Tax authorities are closing in on crypto tax evasion, and the net is widening beyond national borders. Beginning Jan. 1 in the U.K. and more than 40 other countries, exchanges must start collecting and reporting detailed trading records for local customers. This data can expose undeclared gains and, in some cases, help investigators trace suspicious flows. The change matters for the payments and FinTech ecosystem that connects bank accounts and cards to crypto platforms.
In a Jan. 1 report, the Financial Times said major cryptocurrency exchanges will be required to collect full transaction records for U.K. customers, including purchase price, sale price and profits, and to gather and report users’ tax residency information to HM Revenue & Customs (HMRC). The U.K. is part of an initial group of 48 jurisdictions implementing the OECD’s Cryptoasset Reporting Framework, or CARF, which sets a common format for reporting and sharing crypto trading data.

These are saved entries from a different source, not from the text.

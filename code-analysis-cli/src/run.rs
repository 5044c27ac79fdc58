//! Local tool invocation

use crate::error::{CliError, CliResult};
use crate::exit_codes::EXIT_WARNING;
use crate::serve::build_server;
use code_analysis::mcp::response_text;
use code_analysis::{ContentSource, McpServer};

/// Argument name a tool expects its path under
pub fn path_argument(server: &McpServer, tool: &str) -> &'static str {
    server
        .tools()
        .catalog()
        .get(tool)
        .map(|entry| entry.source)
        .unwrap_or(ContentSource::File)
        .argument_name()
}

/// Invoke a tool and return its text response
pub async fn invoke(server: &McpServer, tool: &str, path: &str) -> CliResult<String> {
    let mut arguments = serde_json::Map::new();
    arguments.insert(
        path_argument(server, tool).to_string(),
        serde_json::Value::String(path.to_string()),
    );

    let result = server
        .invoke_tool(tool, Some(arguments))
        .await
        .map_err(|e| CliError::new(e.message.to_string(), EXIT_WARNING))?;

    response_text(&result)
        .map(str::to_string)
        .ok_or_else(|| CliError::new(format!("Tool '{tool}' returned no text"), EXIT_WARNING))
}

/// Run a tool locally and print the composed response
pub async fn run_tool_command(tool: &str, path: &str) -> CliResult<()> {
    let server = build_server()?;
    let text = invoke(&server, tool, path).await?;
    println!("{text}");
    Ok(())
}
use anyhow::Result;
use colored::*;
use serde::Serialize;
use tabled::{
    settings::{object::Rows, Alignment, Color, Modify, Style},
    Table, Tabled,
};

use crate::cli::{Cli, OutputFormat};
use crate::serve::build_server;
use code_analysis::McpServer;

#[derive(Tabled)]
struct ToolRow {
    #[tabled(rename = "Name")]
    name: String,
    #[tabled(rename = "Argument")]
    argument: String,
    #[tabled(rename = "Description")]
    description: String,
}

/// One tool as shown by `list`
#[derive(Debug, Serialize, PartialEq)]
pub struct ToolInfo {
    pub name: String,
    pub description: String,
    pub argument: Option<String>,
    pub resource: String,
}

/// Tools in listing order, with minimal or full descriptions
pub fn collect_tool_infos(server: &McpServer, full: bool) -> Vec<ToolInfo> {
    server
        .tool_listing()
        .into_iter()
        .map(|tool| {
            let description = if full {
                server.describe(&tool.name).into_owned()
            } else {
                tool.description.as_deref().unwrap_or_default().to_string()
            };
            let argument = tool
                .input_schema
                .get("required")
                .and_then(|required| required.get(0))
                .and_then(|name| name.as_str())
                .map(str::to_string);

            ToolInfo {
                resource: server.resources().uri(&tool.name),
                name: tool.name.to_string(),
                description,
                argument,
            }
        })
        .collect()
}

pub fn run_list_command(format: OutputFormat, full: bool) -> Result<()> {
    let server = build_server().map_err(|e| anyhow::anyhow!(e.full_chain()))?;
    let tool_infos = collect_tool_infos(&server, full);

    match format {
        OutputFormat::Json => {
            let json = serde_json::to_string_pretty(&tool_infos)?;
            println!("{json}");
        }
        OutputFormat::Yaml => {
            let yaml = serde_yaml::to_string(&tool_infos)?;
            print!("{yaml}");
        }
        OutputFormat::Table => {
            display_table(&tool_infos, full);
        }
    }

    Ok(())
}

fn display_table(tool_infos: &[ToolInfo], full: bool) {
    if tool_infos.is_empty() {
        println!("No tools registered.");
        return;
    }

    let use_color = Cli::should_use_color();
    println!("{}", render_table(tool_infos, use_color));

    if use_color && !full {
        println!();
        println!(
            "  Use {} or {} for full descriptions",
            "--full".cyan(),
            "describe <tool>".cyan()
        );
    }
}

fn render_table(tool_infos: &[ToolInfo], use_color: bool) -> String {
    let rows: Vec<ToolRow> = tool_infos
        .iter()
        .map(|info| ToolRow {
            name: info.name.clone(),
            argument: info.argument.clone().unwrap_or_default(),
            description: info.description.clone(),
        })
        .collect();

    let mut table = Table::new(rows);
    table.with(Style::modern());

    if use_color {
        table.with(Modify::new(Rows::first()).with(Color::FG_BRIGHT_CYAN));
    }

    table.with(Modify::new(Rows::new(1..)).with(Alignment::left()));

    table.to_string()
}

“This is the beginning of the end for crypto investors who thought they could invest and gain from crypto in secrecy,” said Andrew Park, a tax investigations partner at Price Bailey.
The FT said that from 2027 HMRC will begin automatically sharing the information it receives with other participating tax authorities, including all EU countries, as well as jurisdictions such as the Channel Islands, Brazil, the Cayman Islands and South Africa. Overall, 75 countries have committed to implement CARF, with major crypto hubs including the UAE, Hong Kong, Singapore and Switzerland slated to join in 2027 and start exchanging data in 2028; the U.S. is expected to implement in 2028, with exchanges beginning in 2029.

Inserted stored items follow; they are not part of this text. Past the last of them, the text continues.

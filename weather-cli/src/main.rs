//! Binary crate for the `weather` command-line demo.
//!
//! This crate focuses on:
//! - Parsing CLI arguments
//! - Interactive configuration
//! - Human-friendly output formatting

use clap::Parser;
use tracing_subscriber::EnvFilter;

mod cli;

#[tokio::main]
async fn main() -> anyhow::Result<()> {
    let cmd = cli::Cli::parse();

    let default_filter = if cmd.verbose {
        "weather_sdk=info,weather=info"
    } else {
        "weather_sdk=warn,weather=warn"
    };
    tracing_subscriber::fmt()
        .with_env_filter(
            EnvFilter::try_from_default_env().unwrap_or_else(|_| default_filter.into()),
        )
        .with_target(true)
        .init();

    cmd.run().await
}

For U.K. taxpayers, the FT noted that crypto taxes generally fall under capital gains rules, with profits above a £3,000 annual allowance taxable, although heavy buying and selling can be treated as trading and taxed as income with national insurance. HMRC has also opened a voluntary disclosure facility for undeclared gains made before April 2024 and trebled “nudge” letters to 65,000 suspected non-compliers in the 2024–25 tax year.

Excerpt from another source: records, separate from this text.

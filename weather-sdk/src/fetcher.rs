use async_trait::async_trait;
use reqwest::{Client, Url};
use std::fmt::Debug;
use tracing::debug;

use crate::{
    config::SdkConfig,
    error::{Result, SdkError},
    model::WeatherRecord,
};

/// One upstream round trip: city in, decoded record out.
///
/// Implementations must not touch the cache and must not retry.
#[async_trait]
pub trait WeatherFetcher: Send + Sync + Debug {
    async fn fetch(&self, city: &str) -> Result<WeatherRecord>;
}

/// Fetches current conditions over HTTP from an OpenWeather-compatible endpoint.
#[derive(Debug, Clone)]
pub struct HttpFetcher {
    url_template: String,
    api_key: String,
    units: String,
    http: Client,
}

impl HttpFetcher {
    pub fn new(url_template: String, api_key: String, units: String) -> Self {
        Self {
            url_template,
            api_key,
            units,
            http: Client::new(),
        }
    }

    pub fn from_config(config: &SdkConfig) -> Self {
        Self::new(
            config.url_template.clone(),
            config.api_key.clone(),
            config.units.clone(),
        )
    }

    /// Use a preconfigured client, e.g. one built with a request timeout.
    pub fn with_client(mut self, http: Client) -> Self {
        self.http = http;
        self
    }

    pub fn request_url(&self, city: &str) -> Result<Url> {
        let raw = format_url(&self.url_template, &[city, self.api_key.as_str(), self.units.as_str()]);
        Url::parse(&raw).map_err(|e| SdkError::Transport(format!("invalid request URL: {e}")))
    }
}

#[async_trait]
impl WeatherFetcher for HttpFetcher {
    async fn fetch(&self, city: &str) -> Result<WeatherRecord> {
        let url = self.request_url(city)?;
        debug!(city = %city, host = url.host_str().unwrap_or_default(), "Requesting current weather");

        let res = self
            .http
            .get(url)
            .send()
            .await
            .map_err(|e| SdkError::Transport(format!("failed to send request: {e}")))?;

        let status = res.status();
        let body = res
            .text()
            .await
            .map_err(|e| SdkError::Transport(format!("failed to read response body: {e}")))?;

        if !status.is_success() {
            return Err(SdkError::Transport(format!(
                "request failed with status {}: {}",
                status,
                truncate_body(&body),
            )));
        }

        decode_record(&body)
    }
}

/// Decode an upstream body, ignoring fields outside the projection.
pub fn decode_record(body: &str) -> Result<WeatherRecord> {
    Ok(serde_json::from_str(body)?)
}

/// Substitute `%s` slots in order with `args`.
///
/// `%%` yields a literal `%`; slots beyond the supplied arguments become empty.
pub fn format_url(template: &str, args: &[&str]) -> String {
    let mut out = String::with_capacity(template.len() + args.iter().map(|a| a.len()).sum::<usize>());
    let mut args = args.iter();
    let mut chars = template.chars().peekable();

    while let Some(c) = chars.next() {
        if c != '%' {
            out.push(c);
            continue;
        }
        match chars.peek() {
            Some('s') => {
                chars.next();
                out.push_str(args.next().copied().unwrap_or_default());
            }
            Some('%') => {
                chars.next();
                out.push('%');
            }
            _ => out.push('%'),
        }
    }

    out
}

fn truncate_body(body: &str) -> String {
    const MAX: usize = 200;
    if body.len() > MAX {
        let mut end = MAX;
        while !body.is_char_boundary(end) {
            end -= 1;
        }
        format!("{}...", &body[..end])
    } else {
        body.to_string()
    }
}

PYMNTS’ recent reporting has tracked the fraud backdrop that regulators cite when they push for more transparency. PYMNTS covered the Justice Department’s new crypto scam “strike force,” aimed at organized networks tied to China. PYMNTS also reported on a Senate bill that would create a federal task force to combat cryptocurrency scams, and on an SEC case alleging a $14 million scheme that targeted retail investors. In separate coverage, PYMNTS noted that bitcoin ATMs and kiosks are increasingly used to route scam victims’ cash into digital wallets, making losses difficult to recover once funds are sent.